Shakespeare in love – with himself?

Guardian letter 7 (April 2016)

Me, me, me
The (disputed) ‘Cobbe’ portrait | Painter: unknown, photo: Lefteris Pitarakis/PA

A 2016 newspaper article on the 400th anniversary of Shakespeare’s death said Shakespeare’s sonnets show his belief that art can give immortality.

That’s true – but the famous Sonnet 18 shows that in aiming for immortality Shakespeare could be heartless and selfish – oddly so, for the writer of one of the world’s best known love poems.

Sonnet 18, digested: You’re more lovely than a summer’s day at the moment, but soon you’ll wither and age. However, luckily for you, my brilliant poem about you will live forever.

  • But thy eternal summer shall not fade,
  • Nor lose possession of that fair thou ow’st;
  • Nor shall death brag thou wander’st in his shade,
  • When in eternal lines to time thou grow’st:
  • So long as men can breathe or eyes can see,
  • So long lives this, and this gives life to thee.

The poem shows his love not for the supposed beloved, but for his own poetic skill in preserving youthful beauty – like some sort of youth-fetishising bardic taxidermist.

If he loved the subject of his poem, he’d say he’d always love them even when they got old and wrinkled – not that their skin-deep youthful beauty would be immortalised by his precious sonnet.

The language is beautiful but the message isn’t. Did Shakespeare have emotional deprivation disorder – or was he just full of it?

To be fair, Shakespeare’s Sonnet 116 does better:

  • Let me not to the marriage of true minds
  • Admit impediments. Love is not love
  • Which alters it when alteration finds

Sonnet 18 is the first of a series assuring the loved one that poetry would preserve their beauty. Still being fair, shouldn’t the great man be given the benefit of the doubt about his poetry-plugging sonnets?

Sonnet 18 seemed to me heartless in saying, Never mind your lost beauty – it’ll live on in my timeless poem (to which the appropriate response would be, ‘Well, thanks for nothing’).

But perhaps he was just being honest about a young person’s beauty and its inevitable fading. Perhaps such honesty would please a lover by reflecting their own feelings about their looks.
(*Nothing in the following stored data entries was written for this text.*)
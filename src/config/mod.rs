//! Configuration management
//!
//! Configuration is loaded from a config.yml file with environment variable
//! overrides on top. Missing files, empty files, and missing keys all fall
//! back to sensible defaults.

use serde::{Deserialize, Serialize};

/// Main configuration structure
#[derive(Debug, Clone, Default, Serialize, Deserialize)]
pub struct Config {
    /// Server configuration
    #[serde(default)]
    pub server: ServerConfig,
    /// Durable store configuration
    #[serde(default)]
    pub database: DatabaseConfig,
    /// Over-duration alert configuration
    #[serde(default)]
    pub alerts: AlertsConfig,
    /// After-hours parking adjustments
    #[serde(default)]
    pub after_hours: AfterHoursConfig,
}

/// Server configuration
#[derive(Debug, Clone, Serialize, Deserialize)]
pub struct ServerConfig {
    /// Host address to bind to
    #[serde(default = "default_host")]
    pub host: String,
    /// Port to listen on
    #[serde(default = "default_port")]
    pub port: u16,
    /// CORS allowed origin
    #[serde(default = "default_cors_origin")]
    pub cors_origin: String,
}

impl Default for ServerConfig {
    fn default() -> Self {
        Self {
            host: default_host(),
            port: default_port(),
            cors_origin: default_cors_origin(),
        }
    }
}

fn default_host() -> String {
    "0.0.0.0".to_string()
}

fn default_port() -> u16 {
    8500
}

fn default_cors_origin() -> String {
    "http://localhost:3000".to_string()
}

/// Durable store configuration
#[derive(Debug, Clone, Serialize, Deserialize)]
pub struct DatabaseConfig {
    /// SQLite file path (or full sqlite: URL)
    #[serde(default = "default_database_url")]
    pub url: String,
}

impl Default for DatabaseConfig {
    fn default() -> Self {
        Self {
            url: default_database_url(),
        }
    }
}

fn default_database_url() -> String {
    "data/parking.db".to_string()
}

/// Over-duration alert configuration
#[derive(Debug, Clone, Serialize, Deserialize)]
pub struct AlertsConfig {
    /// Threshold used by GET /alerts when no ?hours= is given
    #[serde(default = "default_alert_hours")]
    pub default_hours: f64,
}

impl Default for AlertsConfig {
    fn default() -> Self {
        Self {
            default_hours: default_alert_hours(),
        }
    }
}

fn default_alert_hours() -> f64 {
    4.0
}

/// After-hours parking adjustments
///
/// The base after-hours set is the faculty (Blue) category lots; these lists
/// add and remove specific lot codes on top of that.
#[derive(Debug, Clone, Default, Serialize, Deserialize)]
pub struct AfterHoursConfig {
    /// Extra lot codes opened after hours
    #[serde(default)]
    pub extra_lots: Vec<String>,
    /// Lot codes closed after hours despite their category
    #[serde(default)]
    pub excluded_lots: Vec<String>,
}

/// Error type for configuration parsing
#[derive(Debug, thiserror::Error)]
pub enum ConfigError {
    #[error("Failed to read config file '{path}': {source}")]
    FileRead {
        path: String,
        source: std::io::Error,
    },
    #[error("Failed to parse config file '{path}': {message}")]
    ParseError { path: String, message: String },
}

impl Config {
    /// Load configuration from file.
    ///
    /// If the file doesn't exist or is empty, returns default configuration.
    /// If the file exists but is invalid YAML, returns an error with details.
    pub fn load(path: &std::path::Path) -> anyhow::Result<Self> {
        if !path.exists() {
            return Ok(Self::default());
        }

        let content = std::fs::read_to_string(path).map_err(|e| ConfigError::FileRead {
            path: path.display().to_string(),
            source: e,
        })?;

        if content.trim().is_empty() {
            return Ok(Self::default());
        }

        let config: Config =
            serde_yaml::from_str(&content).map_err(|e| ConfigError::ParseError {
                path: path.display().to_string(),
                message: format_yaml_error(&e),
            })?;

        Ok(config)
    }

    /// Load configuration from file with environment variable overrides.
    ///
    /// Environment variables follow the pattern:
    /// - STAGPARK_SERVER_HOST
    /// - STAGPARK_SERVER_PORT
    /// - STAGPARK_SERVER_CORS_ORIGIN
    /// - STAGPARK_DATABASE_URL
    /// - STAGPARK_ALERTS_DEFAULT_HOURS
    pub fn load_with_env(path: &std::path::Path) -> anyhow::Result<Self> {
        let mut config = Self::load(path)?;
        config.apply_env_overrides();
        Ok(config)
    }

    fn apply_env_overrides(&mut self) {
        if let Ok(host) = std::env::var("STAGPARK_SERVER_HOST") {
            self.server.host = host;
        }
        if let Ok(port) = std::env::var("STAGPARK_SERVER_PORT") {
            if let Ok(port) = port.parse::<u16>() {
                self.server.port = port;
            }
        }
        if let Ok(cors_origin) = std::env::var("STAGPARK_SERVER_CORS_ORIGIN") {
            self.server.cors_origin = cors_origin;
        }
        if let Ok(url) = std::env::var("STAGPARK_DATABASE_URL") {
            self.database.url = url;
        }
        if let Ok(hours) = std::env::var("STAGPARK_ALERTS_DEFAULT_HOURS") {
            if let Ok(hours) = hours.parse::<f64>() {
                self.alerts.default_hours = hours;
            }
        }
    }
}

/// Format YAML parsing error with location and context
fn format_yaml_error(e: &serde_yaml::Error) -> String {
    if let Some(location) = e.location() {
        format!(
            "at line {}, column {}: {}",
            location.line(),
            location.column(),
            e
        )
    } else {
        e.to_string()
    }
}

// Shared mutex for config tests that modify environment variables.
#[cfg(test)]
static CONFIG_ENV_MUTEX: std::sync::Mutex<()> = std::sync::Mutex::new(());

#[cfg(test)]
mod tests {
    use super::*;
    use std::io::Write;
    use tempfile::NamedTempFile;

    fn lock_env() -> std::sync::MutexGuard<'static, ()> {
        CONFIG_ENV_MUTEX.lock().unwrap_or_else(|e| e.into_inner())
    }

    #[test]
    fn test_load_missing_file_returns_defaults() {
        let config = Config::load(std::path::Path::new("nonexistent_config.yml")).unwrap();
        assert_eq!(config.server.port, 8500);
        assert_eq!(config.database.url, "data/parking.db");
        assert_eq!(config.alerts.default_hours, 4.0);
        assert!(config.after_hours.extra_lots.is_empty());
    }

    #[test]
    fn test_load_empty_file_returns_defaults() {
        let mut file = NamedTempFile::new().unwrap();
        writeln!(file, "   ").unwrap();

        let config = Config::load(file.path()).unwrap();
        assert_eq!(config.server.host, "0.0.0.0");
    }

    #[test]
    fn test_load_partial_config_fills_defaults() {
        let mut file = NamedTempFile::new().unwrap();
        writeln!(
            file,
            "server:\n  port: 9000\nafter_hours:\n  extra_lots: [\"N-1\"]\n  excluded_lots: [\"K-1\"]"
        )
        .unwrap();

        let config = Config::load(file.path()).unwrap();
        assert_eq!(config.server.port, 9000);
        assert_eq!(config.server.host, "0.0.0.0");
        assert_eq!(config.after_hours.extra_lots, vec!["N-1".to_string()]);
        assert_eq!(config.after_hours.excluded_lots, vec!["K-1".to_string()]);
        assert_eq!(config.alerts.default_hours, 4.0);
    }

    #[test]
    fn test_load_invalid_yaml_fails_with_location() {
        let mut file = NamedTempFile::new().unwrap();
        writeln!(file, "server:\n  port: [not a port").unwrap();

        let err = Config::load(file.path()).unwrap_err();
        assert!(err.to_string().contains("parse"));
    }

    #[test]
    fn test_env_overrides() {
        let _guard = lock_env();

        std::env::set_var("STAGPARK_SERVER_PORT", "9100");
        std::env::set_var("STAGPARK_DATABASE_URL", "/tmp/other.db");
        std::env::set_var("STAGPARK_ALERTS_DEFAULT_HOURS", "6.5");

        let config =
            Config::load_with_env(std::path::Path::new("nonexistent_config.yml")).unwrap();
        assert_eq!(config.server.port, 9100);
        assert_eq!(config.database.url, "/tmp/other.db");
        assert_eq!(config.alerts.default_hours, 6.5);

        std::env::remove_var("STAGPARK_SERVER_PORT");
        std::env::remove_var("STAGPARK_DATABASE_URL");
        std::env::remove_var("STAGPARK_ALERTS_DEFAULT_HOURS");
    }

    #[test]
    fn test_env_override_invalid_port_ignored() {
        let _guard = lock_env();

        std::env::set_var("STAGPARK_SERVER_PORT", "not-a-port");
        let config =
            Config::load_with_env(std::path::Path::new("nonexistent_config.yml")).unwrap();
        assert_eq!(config.server.port, 8500);
        std::env::remove_var("STAGPARK_SERVER_PORT");
    }
}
(It might not please the childish romantic but perhaps it’d please a mature youth.)

So, Sonnet 18, redigested: Sadly, your youthful loveliness will fade – but let me console you by preserving it in my eternal lines.

In that reading, the implication is: I give you my art because I love you.

However, even if the poem is seen as a heartfelt romantic gesture rather than heartless PR, it shows an uncharacteristic shallowness.

In addressing only his subject’s appearance, Shakespeare seems to be pandering – with the desperation of an obsessed suitor – to the shallow vanity of beautiful youth.

So however you slice it, Sonnet 18’s richness of language and imagery conceals a fundamental poverty of meaning.

Other Sonnets are more meaningful, and show the beloved as a real person – not just a pretty face.

They also show that my suggestion of emotional deprivation disorder might be wrong. Perhaps, rather, the genius was on the spectrum – or bipolar.

The lavishly dressed emptiness of Shakespeare’s Sonnet 18 shows there was definitely something, er, different about him.

Having scanned the sonnets (sorry – life’s too short), I’d say: they’re supposed to be playful love poems – but they’re actually dense and gloomy! They’re obsessed with desire, time and ageing. At times, they read (scan) like the diary of a mad man.